The `go.work` workspace handles module resolution; no manual `cd` required.

## Race detector

```sh
go test ./internal/sandbox -race
```

The sandbox package has the densest concurrency surface (per-invocation state, shared executor, audit emission). Run with `-race` whenever you change any of those paths. CI does the same automatically.

The race detector is a C runtime, so every `-race` task (`test:go:ci`, `test:integration`, `test:integration:coverage`, and the sandbox-integration targets) needs `CGO_ENABLED=1` plus a C compiler on `PATH`. macOS and Linux satisfy this out of the box once you have the Xcode Command Line Tools or your distro's `gcc`. On a stock Windows host Go defaults to `CGO_ENABLED=0` with no compiler present, so `go test -race` aborts with `exit status 2` before any test runs. Install MinGW-w64 (`scoop install mingw` or `choco install mingw`) and set `CGO_ENABLED=1`. CI's Windows runners already ship MinGW-w64 gcc, so this local setup matches CI rather than working around it. See [Building from Source](/development/building-from-source/) for the per-OS install commands.

## Coverage

The project doesn't pin a hard coverage threshold, but the convention is:

- **>80% on new code** is the working bar.
- **Don't chase metrics** on filesystem-error wrappers, concurrent-install race recovery, or other paths where the test fixture would be brittle and not catch real bugs. Tests should strengthen Aileron, not satisfy a metric.
- **Bug fixes need a regression test** that fails before the fix and passes after.

To see what's covered:

```sh
task test:go:cover
```

Or for a single package:

```sh
go test ./internal/cstore -coverprofile=/tmp/cov.out
go tool cover -func=/tmp/cov.out
go tool cover -html=/tmp/cov.out # opens an HTML report in the browser
```

## Linting

```sh
task lint # everything
task lint:go # go vet across the workspace
task lint:docs # docs site type-check
task lint:webapp # webapp type-check
```

`golangci-lint` is recommended but not required locally. CI runs `go vet` plus a stricter check.

## Reproducing a CI failure

CI's Go suite runs with `task test:go:ci`. To reproduce locally:

```sh
task test:go:ci
```

This runs with `-race`, full coverage, and JUnit output (under `test-results/`). Most CI failures reproduce on the first run.

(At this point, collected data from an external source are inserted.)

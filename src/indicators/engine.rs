//! Builds the full indicator table and the latest-point summary.

use serde::{Deserialize, Serialize};
use tracing::{debug, warn};

use crate::common::math;
use crate::indicators::error::IndicatorError;
use crate::indicators::momentum::{cumulative_return, daily_return_pct, total_return_pct};
use crate::indicators::structure::support_resistance;
use crate::indicators::trend::moving_average;
use crate::indicators::volatility::{rolling_price_std, rolling_volatility_of};
use crate::indicators::volume::vwap_deviation_pct;
use crate::models::{IndicatorPoint, IndicatorSeries, IndicatorSnapshot, PriceSeries};

pub const DEFAULT_SHORT_WINDOW: usize = 20;
pub const DEFAULT_LONG_WINDOW: usize = 50;
pub const DEFAULT_VOLATILITY_WINDOW: usize = 20;
pub const DEFAULT_SUPPORT_RESISTANCE_WINDOW: usize = 30;

/// Window sizes for the rolling indicators
#[derive(Debug, Clone, Copy, PartialEq, Eq, Hash, Serialize, Deserialize)]
pub struct IndicatorConfig {
    pub short_window: usize,
    pub long_window: usize,
    pub volatility_window: usize,
    pub support_resistance_window: usize,
}

impl Default for IndicatorConfig {
    fn default() -> Self {
        Self {
            short_window: DEFAULT_SHORT_WINDOW,
            long_window: DEFAULT_LONG_WINDOW,
            volatility_window: DEFAULT_VOLATILITY_WINDOW,
            support_resistance_window: DEFAULT_SUPPORT_RESISTANCE_WINDOW,
        }
    }
}

impl IndicatorConfig {
    pub fn validate(&self) -> Result<(), IndicatorError> {
        let checks = [
            ("short_window", self.short_window, 1),
            ("long_window", self.long_window, 1),
            // sample standard deviation needs two observations
            ("volatility_window", self.volatility_window, 2),
            ("support_resistance_window", self.support_resistance_window, 1),
        ];
        for (name, value, min) in checks {
            if value < min {
                return Err(IndicatorError::InvalidWindow { name, value, min });
            }
        }
        Ok(())
    }
}

/// Indicator table plus the scalar summary of its final point
#[derive(Debug, Clone, PartialEq, Serialize, Deserialize)]
pub struct IndicatorOutput {
    pub series: IndicatorSeries,
    /// `None` only for an empty price series
    pub snapshot: Option<IndicatorSnapshot>,
}

pub struct IndicatorEngine {
    config: IndicatorConfig,
}

impl IndicatorEngine {
    pub fn new(config: IndicatorConfig) -> Result<Self, IndicatorError> {
        config.validate()?;
        Ok(Self { config })
    }

    pub fn config(&self) -> &IndicatorConfig {
        &self.config
    }

    /// Derive every indicator for `prices`. Pure: no state is kept between calls.
    pub fn compute(&self, prices: &PriceSeries) -> IndicatorOutput {
        let cfg = &self.config;
        debug!(
            points = prices.len(),
            short = cfg.short_window,
            long = cfg.long_window,
            volatility = cfg.volatility_window,
            "Computing indicators"
        );
        if prices.len() < cfg.long_window {
            warn!(
                points = prices.len(),
                required = cfg.long_window,
                "History shorter than the long moving average window"
            );
        }

        let ma_short = moving_average(prices, cfg.short_window);
        let ma_long = moving_average(prices, cfg.long_window);
        let returns = daily_return_pct(prices);
        let volatility = rolling_volatility_of(&returns, cfg.volatility_window);
        let cumulative = cumulative_return(prices);
        let price_std = rolling_price_std(prices, cfg.volatility_window);
        let vwap_deviation = vwap_deviation_pct(prices);

        let points = prices
            .points()
            .iter()
            .enumerate()
            .map(|(i, p)| IndicatorPoint {
                date: p.date,
                close: p.close,
                ma_short: ma_short[i],
                ma_long: ma_long[i],
                daily_return_pct: returns[i],
                volatility_20d: volatility[i],
                cumulative_return: cumulative[i],
                price_std_20d: price_std[i],
                vwap_deviation_pct: vwap_deviation[i],
            })
            .collect();
        let series = IndicatorSeries { points };
        let snapshot = self.snapshot(prices, &series);

        IndicatorOutput { series, snapshot }
    }

    fn snapshot(
        &self,
        prices: &PriceSeries,
        series: &IndicatorSeries,
    ) -> Option<IndicatorSnapshot> {
        let first = prices.first()?;
        let last = prices.last()?;
        let latest = series.latest()?;

        let returns = series.defined_returns();
        let abs_returns: Vec<f64> = returns.iter().map(|r| r.abs()).collect();
        let price_stds: Vec<f64> = series.points.iter().filter_map(|p| p.price_std_20d).collect();

        Some(IndicatorSnapshot {
            date: last.date,
            current_price: last.close,
            first_price: first.close,
            vwap: last.vwap,
            ma_short: latest.ma_short,
            ma_long: latest.ma_long,
            total_return_pct: total_return_pct(prices),
            return_std_pct: math::sample_std(&returns),
            mean_abs_return_pct: math::mean(&abs_returns),
            mean_price_std: math::mean(&price_stds),
            support_resistance: support_resistance(prices, self.config.support_resistance_window),
        })
    }
}

impl Default for IndicatorEngine {
    fn default() -> Self {
        Self {
            config: IndicatorConfig::default(),
        }
    }
}
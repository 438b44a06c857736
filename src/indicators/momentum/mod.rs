//! Momentum indicators: daily and cumulative returns

pub mod returns;

pub use returns::*;
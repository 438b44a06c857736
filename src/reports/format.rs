//! Display formatting for report scalars

/// `12.34%`
pub fn format_pct(value: f64) -> String {
    format!("{:.2}%", value)
}

/// `+12.34%` / `-0.50%`
pub fn format_signed_pct(value: f64) -> String {
    format!("{:+.2}%", value)
}

/// `25.36€`
pub fn format_currency(value: f64) -> String {
    format!("{:.2}€", value)
}

/// Rounded to an integer with comma thousands separators: `1,234,567`
pub fn format_count(value: f64) -> String {
    let rounded = format!("{:.0}", value.abs());
    let mut grouped = String::with_capacity(rounded.len() + rounded.len() / 3);
    for (i, digit) in rounded.chars().enumerate() {
        if i > 0 && (rounded.len() - i) % 3 == 0 {
            grouped.push(',');
        }
        grouped.push(digit);
    }
    if value < 0.0 && rounded != "0" {
        format!("-{}", grouped)
    } else {
        grouped
    }
}

/// Undefined values render as a dash
pub fn or_dash(value: Option<f64>, format: fn(f64) -> String) -> String {
    value.map(format).unwrap_or_else(|| "-".to_string())
}
//! Close price compared with the session VWAP

use crate::models::PriceSeries;

/// `(close - vwap) / vwap * 100` per point; undefined where vwap is zero.
pub fn vwap_deviation_pct(series: &PriceSeries) -> Vec<Option<f64>> {
    series
        .points()
        .iter()
        .map(|p| {
            if p.vwap == 0.0 {
                None
            } else {
                Some((p.close - p.vwap) / p.vwap * 100.0)
            }
        })
        .collect()
}
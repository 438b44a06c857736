//! End-to-end verdicts for synthetic price histories

use chrono::{Duration, NaiveDate};
use equitrix::indicators::IndicatorEngine;
use equitrix::models::{
    DirectionLabel, PricePoint, PriceSeries, Recommendation, RiskLabel, SignalVerdict,
    SupportResistanceZone, TrendSignal, VolatilityRegime,
};
use equitrix::signals::SignalEvaluator;

fn create_series(closes: &[f64], spread: f64) -> PriceSeries {
    let start = NaiveDate::from_ymd_opt(2024, 1, 1).unwrap();
    let points = closes
        .iter()
        .enumerate()
        .map(|(i, &c)| {
            PricePoint::new(start + Duration::days(i as i64), c, c + spread, c - spread, c)
        })
        .collect();
    PriceSeries::new(points).unwrap()
}

fn evaluate(series: &PriceSeries) -> SignalVerdict {
    let output = IndicatorEngine::default().compute(series);
    SignalEvaluator::new().evaluate_output(&output)
}

#[test]
fn test_constant_series() {
    let verdict = evaluate(&create_series(&[100.0; 60], 0.0));

    assert_eq!(verdict.volatility_regime, VolatilityRegime::Low);
    assert_eq!(verdict.trend_signal, TrendSignal::Neutral);
    assert_eq!(verdict.support_resistance_zone, SupportResistanceZone::NearSupport);
    // only the contained-volatility point is earned
    assert_eq!(verdict.aggregate_score, Some(1));
    assert_eq!(verdict.overall_recommendation, Recommendation::Sell);
    assert_eq!(verdict.risk_label, Some(RiskLabel::Low));
    assert_eq!(verdict.direction_label, Some(DirectionLabel::Bearish));
}

#[test]
fn test_constant_fractional_close() {
    for close in [27.89, 0.3] {
        let series = create_series(&[close; 60], 0.0);
        let output = IndicatorEngine::default().compute(&series);
        let snapshot = output.snapshot.clone().unwrap();
        assert_eq!(snapshot.ma_short, Some(close));
        assert_eq!(snapshot.ma_long, Some(close));

        let verdict = SignalEvaluator::new().evaluate_output(&output);
        assert_eq!(verdict.trend_signal, TrendSignal::Neutral, "close {close}");
        assert_eq!(verdict.aggregate_score, Some(1), "close {close}");
        assert_eq!(verdict.overall_recommendation, Recommendation::Sell);
        assert_eq!(verdict.direction_label, Some(DirectionLabel::Bearish));
    }
}

#[test]
fn test_steady_uptrend() {
    let closes: Vec<f64> = (0..60).map(|i| 100.0 + i as f64).collect();
    let verdict = evaluate(&create_series(&closes, 0.5));

    assert_eq!(verdict.trend_signal, TrendSignal::StrongBullish);
    assert_eq!(verdict.volatility_regime, VolatilityRegime::Low);
    assert_eq!(verdict.support_resistance_zone, SupportResistanceZone::NearResistance);
    assert_eq!(verdict.aggregate_score, Some(5));
    assert_eq!(verdict.overall_recommendation, Recommendation::Buy);
}

#[test]
fn test_uptrend_bullish_once_long_average_defined() {
    let closes: Vec<f64> = (0..60).map(|i| 100.0 + i as f64).collect();
    let full = create_series(&closes, 0.5);

    for n in 50..=60 {
        let series = PriceSeries::new(full.points()[..n].to_vec()).unwrap();
        assert_eq!(evaluate(&series).trend_signal, TrendSignal::StrongBullish, "length {n}");
    }

    let short = PriceSeries::new(full.points()[..49].to_vec()).unwrap();
    assert_eq!(evaluate(&short).trend_signal, TrendSignal::InsufficientData);
}

#[test]
fn test_steady_downtrend() {
    let closes: Vec<f64> = (0..60).map(|i| 200.0 - i as f64).collect();
    let verdict = evaluate(&create_series(&closes, 0.5));

    assert_eq!(verdict.trend_signal, TrendSignal::StrongBearish);
    assert_eq!(verdict.support_resistance_zone, SupportResistanceZone::NearSupport);
    assert_eq!(verdict.aggregate_score, Some(1));
    assert_eq!(verdict.overall_recommendation, Recommendation::Sell);
}

#[test]
fn test_wild_swings_are_high_volatility() {
    let closes: Vec<f64> = (0..60)
        .map(|i| if i % 2 == 0 { 100.0 } else { 110.0 })
        .collect();
    let verdict = evaluate(&create_series(&closes, 0.0));

    assert_eq!(verdict.volatility_regime, VolatilityRegime::High);
    assert_eq!(verdict.risk_label, Some(RiskLabel::High));
}

#[test]
fn test_single_point_history() {
    let verdict = evaluate(&create_series(&[42.0], 0.0));

    assert_eq!(verdict.trend_signal, TrendSignal::InsufficientData);
    assert_eq!(verdict.volatility_regime, VolatilityRegime::InsufficientData);
    assert_eq!(verdict.aggregate_score, None);
    assert_eq!(verdict.overall_recommendation, Recommendation::InsufficientData);
}

#[test]
fn test_empty_history() {
    let verdict = evaluate(&PriceSeries::default());
    assert_eq!(verdict.trend_signal, TrendSignal::InsufficientData);
    assert_eq!(verdict.support_resistance_zone, SupportResistanceZone::InsufficientData);
    assert_eq!(verdict.overall_recommendation, Recommendation::InsufficientData);
    assert!(verdict.reasons.is_empty());
}
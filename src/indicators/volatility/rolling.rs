//! Rolling standard deviations

use crate::common::math;
use crate::indicators::momentum::daily_return_pct;
use crate::models::PriceSeries;

/// Sample standard deviation of the daily return (in percent) over the
/// trailing `window` returns.
///
/// The first return is undefined, so the first defined value sits at index
/// `window`.
pub fn rolling_volatility(series: &PriceSeries, window: usize) -> Vec<Option<f64>> {
    rolling_volatility_of(&daily_return_pct(series), window)
}

/// Same as [`rolling_volatility`] on an already computed return series.
pub fn rolling_volatility_of(returns: &[Option<f64>], window: usize) -> Vec<Option<f64>> {
    math::rolling_apply(returns, window, math::sample_std)
}

/// Sample standard deviation of the close price over the trailing window
pub fn rolling_price_std(series: &PriceSeries, window: usize) -> Vec<Option<f64>> {
    let closes: Vec<Option<f64>> = series.closes().into_iter().map(Some).collect();
    math::rolling_apply(&closes, window, math::sample_std)
}
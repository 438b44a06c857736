//! Price source interface the analysis session loads from.

use crate::models::{PricePoint, PriceSeries};
use crate::services::error::DataFormatError;

pub trait PriceSource {
    /// Human-readable origin, used in logs
    fn describe(&self) -> String;

    /// Load the full history, sorted ascending by date
    fn load(&self) -> Result<PriceSeries, DataFormatError>;
}

/// Source backed by points already in memory
pub struct StaticPriceSource {
    points: Vec<PricePoint>,
}

impl StaticPriceSource {
    pub fn new(points: Vec<PricePoint>) -> Self {
        Self { points }
    }
}

impl PriceSource for StaticPriceSource {
    fn describe(&self) -> String {
        format!("in-memory ({} points)", self.points.len())
    }

    fn load(&self) -> Result<PriceSeries, DataFormatError> {
        Ok(PriceSeries::new(self.points.clone())?)
    }
}
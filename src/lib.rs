//! Indicator and signal pipeline for a single equity's daily price history.

pub mod common;
pub mod config;
pub mod core;
pub mod indicators;
pub mod logging;
pub mod models;
pub mod reports;
pub mod services;
pub mod signals;
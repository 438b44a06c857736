//! Slice statistics used by the indicator and report layers.
//!
//! Every function returns `None` instead of a sentinel when the input cannot
//! produce a meaningful value (empty slice, too few samples, zero divisor).

/// Arithmetic mean. A window holding a single repeated value returns that
/// value exactly.
pub fn mean(values: &[f64]) -> Option<f64> {
    let (&first, rest) = values.split_first()?;
    if rest.iter().all(|&v| v == first) {
        return Some(first);
    }
    Some(compensated_sum(values) / values.len() as f64)
}

/// Neumaier summation
fn compensated_sum(values: &[f64]) -> f64 {
    let mut sum = 0.0_f64;
    let mut correction = 0.0_f64;
    for &v in values {
        let t = sum + v;
        if sum.abs() >= v.abs() {
            correction += (sum - t) + v;
        } else {
            correction += (v - t) + sum;
        }
        sum = t;
    }
    sum + correction
}

/// Sample standard deviation (n - 1 denominator)
pub fn sample_std(values: &[f64]) -> Option<f64> {
    if values.len() < 2 {
        return None;
    }
    let avg = mean(values)?;
    let sum_sq: f64 = values.iter().map(|v| (v - avg).powi(2)).sum();
    Some((sum_sq / (values.len() - 1) as f64).sqrt())
}

pub fn min(values: &[f64]) -> Option<f64> {
    values.iter().copied().reduce(f64::min)
}

pub fn max(values: &[f64]) -> Option<f64> {
    values.iter().copied().reduce(f64::max)
}

/// Relative change from `previous` to `current` as a fraction.
pub fn pct_change(previous: f64, current: f64) -> Option<f64> {
    if previous == 0.0 {
        return None;
    }
    Some((current - previous) / previous)
}

/// Collect a window of optional values, `None` if any member is undefined.
pub fn defined_window(values: &[Option<f64>]) -> Option<Vec<f64>> {
    values.iter().copied().collect()
}

/// Apply `stat` over each trailing window of `values`.
///
/// Index `i` covers `[i + 1 - window, i]`. The output is `None` until the
/// window is full and wherever the window contains an undefined value; it is
/// never computed from a partial window.
pub fn rolling_apply<F>(values: &[Option<f64>], window: usize, stat: F) -> Vec<Option<f64>>
where
    F: Fn(&[f64]) -> Option<f64>,
{
    (0..values.len())
        .map(|i| {
            if window == 0 || i + 1 < window {
                return None;
            }
            let slice = defined_window(&values[i + 1 - window..=i])?;
            stat(&slice)
        })
        .collect()
}
//! Unit tests for the key metrics block

use chrono::NaiveDate;
use equitrix::models::{PricePoint, PriceSeries};
use equitrix::reports::KeyMetrics;

fn point(day: u32, low: f64, high: f64, close: f64, shares: f64) -> PricePoint {
    PricePoint::new(NaiveDate::from_ymd_opt(2024, 2, day).unwrap(), close, high, low, close)
        .with_volume(shares, 10.0, shares * close)
}

#[test]
fn test_key_metrics() {
    let series = PriceSeries::new(vec![
        point(1, 95.0, 104.0, 100.0, 1_000.0),
        point(2, 99.0, 112.0, 110.0, 2_500.0),
    ])
    .unwrap();
    let km = KeyMetrics::from_series(&series).unwrap();

    assert_eq!(km.current_close, 110.0);
    assert!((km.change_pct.unwrap() - 10.0).abs() < 1e-9);
    assert_eq!(km.period_high, 112.0);
    assert_eq!(km.period_low, 95.0);
    assert_eq!(km.total_volume, 3_500.0);
}

#[test]
fn test_single_point_change_is_zero() {
    let series = PriceSeries::new(vec![point(1, 9.0, 11.0, 10.0, 50.0)]).unwrap();
    let km = KeyMetrics::from_series(&series).unwrap();
    assert_eq!(km.change_pct, Some(0.0));
}

#[test]
fn test_zero_previous_close_leaves_change_undefined() {
    let series = PriceSeries::new(vec![
        point(1, 0.0, 0.0, 0.0, 0.0),
        point(2, 1.0, 2.0, 1.5, 10.0),
    ])
    .unwrap();
    let km = KeyMetrics::from_series(&series).unwrap();
    assert!(km.change_pct.is_none());
}

#[test]
fn test_empty_series() {
    assert!(KeyMetrics::from_series(&PriceSeries::default()).is_none());
}
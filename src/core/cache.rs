//! Memoized reports keyed by series content and analysis parameters

use serde::{Deserialize, Serialize};
use sha2::{Digest, Sha256};
use std::collections::HashMap;
use std::sync::Arc;
use tracing::debug;

use crate::core::pipeline::{AnalysisError, DateRange};
use crate::indicators::IndicatorConfig;
use crate::models::PriceSeries;
use crate::reports::AnalysisReport;

/// SHA-256 over every field of every point, hex encoded
#[derive(Debug, Clone, PartialEq, Eq, Hash, Serialize, Deserialize)]
pub struct SeriesFingerprint(String);

impl SeriesFingerprint {
    pub fn of(series: &PriceSeries) -> Self {
        let mut hasher = Sha256::new();
        for p in series.points() {
            hasher.update(p.date.to_string().as_bytes());
            for value in [
                p.open,
                p.high,
                p.low,
                p.close,
                p.last,
                p.volume_shares,
                p.volume_trades,
                p.turnover,
                p.vwap,
            ] {
                hasher.update(value.to_bits().to_le_bytes());
            }
        }
        Self(hex::encode(hasher.finalize()))
    }

    pub fn as_str(&self) -> &str {
        &self.0
    }
}

impl std::fmt::Display for SeriesFingerprint {
    fn fmt(&self, f: &mut std::fmt::Formatter<'_>) -> std::fmt::Result {
        f.write_str(&self.0)
    }
}

#[derive(Debug, Clone, PartialEq, Eq, Hash)]
pub struct CacheKey {
    pub fingerprint: SeriesFingerprint,
    pub config: IndicatorConfig,
    pub range: DateRange,
}

/// Report cache owned by one session. Purely an optimization: a miss
/// recomputes the same report.
#[derive(Debug, Default)]
pub struct AnalysisCache {
    entries: HashMap<CacheKey, Arc<AnalysisReport>>,
    hits: u64,
    misses: u64,
}

impl AnalysisCache {
    pub fn new() -> Self {
        Self::default()
    }

    pub fn get(&self, key: &CacheKey) -> Option<Arc<AnalysisReport>> {
        self.entries.get(key).cloned()
    }

    pub fn get_or_compute<F>(
        &mut self,
        key: CacheKey,
        compute: F,
    ) -> Result<Arc<AnalysisReport>, AnalysisError>
    where
        F: FnOnce() -> Result<AnalysisReport, AnalysisError>,
    {
        if let Some(report) = self.entries.get(&key) {
            self.hits += 1;
            debug!(fingerprint = %key.fingerprint, range = %key.range, "Report cache hit");
            return Ok(Arc::clone(report));
        }

        self.misses += 1;
        let report = Arc::new(compute()?);
        self.entries.insert(key, Arc::clone(&report));
        Ok(report)
    }

    /// Drop every entry computed from `fingerprint`; returns how many were removed.
    pub fn invalidate(&mut self, fingerprint: &SeriesFingerprint) -> usize {
        let before = self.entries.len();
        self.entries.retain(|key, _| &key.fingerprint != fingerprint);
        let removed = before - self.entries.len();
        debug!(%fingerprint, removed, "Invalidated cached reports");
        removed
    }

    pub fn clear(&mut self) {
        self.entries.clear();
    }

    pub fn len(&self) -> usize {
        self.entries.len()
    }

    pub fn is_empty(&self) -> bool {
        self.entries.is_empty()
    }

    pub fn hits(&self) -> u64 {
        self.hits
    }

    pub fn misses(&self) -> u64 {
        self.misses
    }
}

If a test passes locally but fails in CI, the usual suspects are:

- **Goroutine leaks or races** — surface under `-race`; the inline `task test:go` skips it.
- **TempDir vs HOME** — tests that touch `~/.aileron/` need `t.Setenv("HOME", t.TempDir())`. The CI runners have no fallback path.
- **Time-of-day or timezone** — tests that compare against `time.Now()` without an injected clock will be flaky on slow CI runners.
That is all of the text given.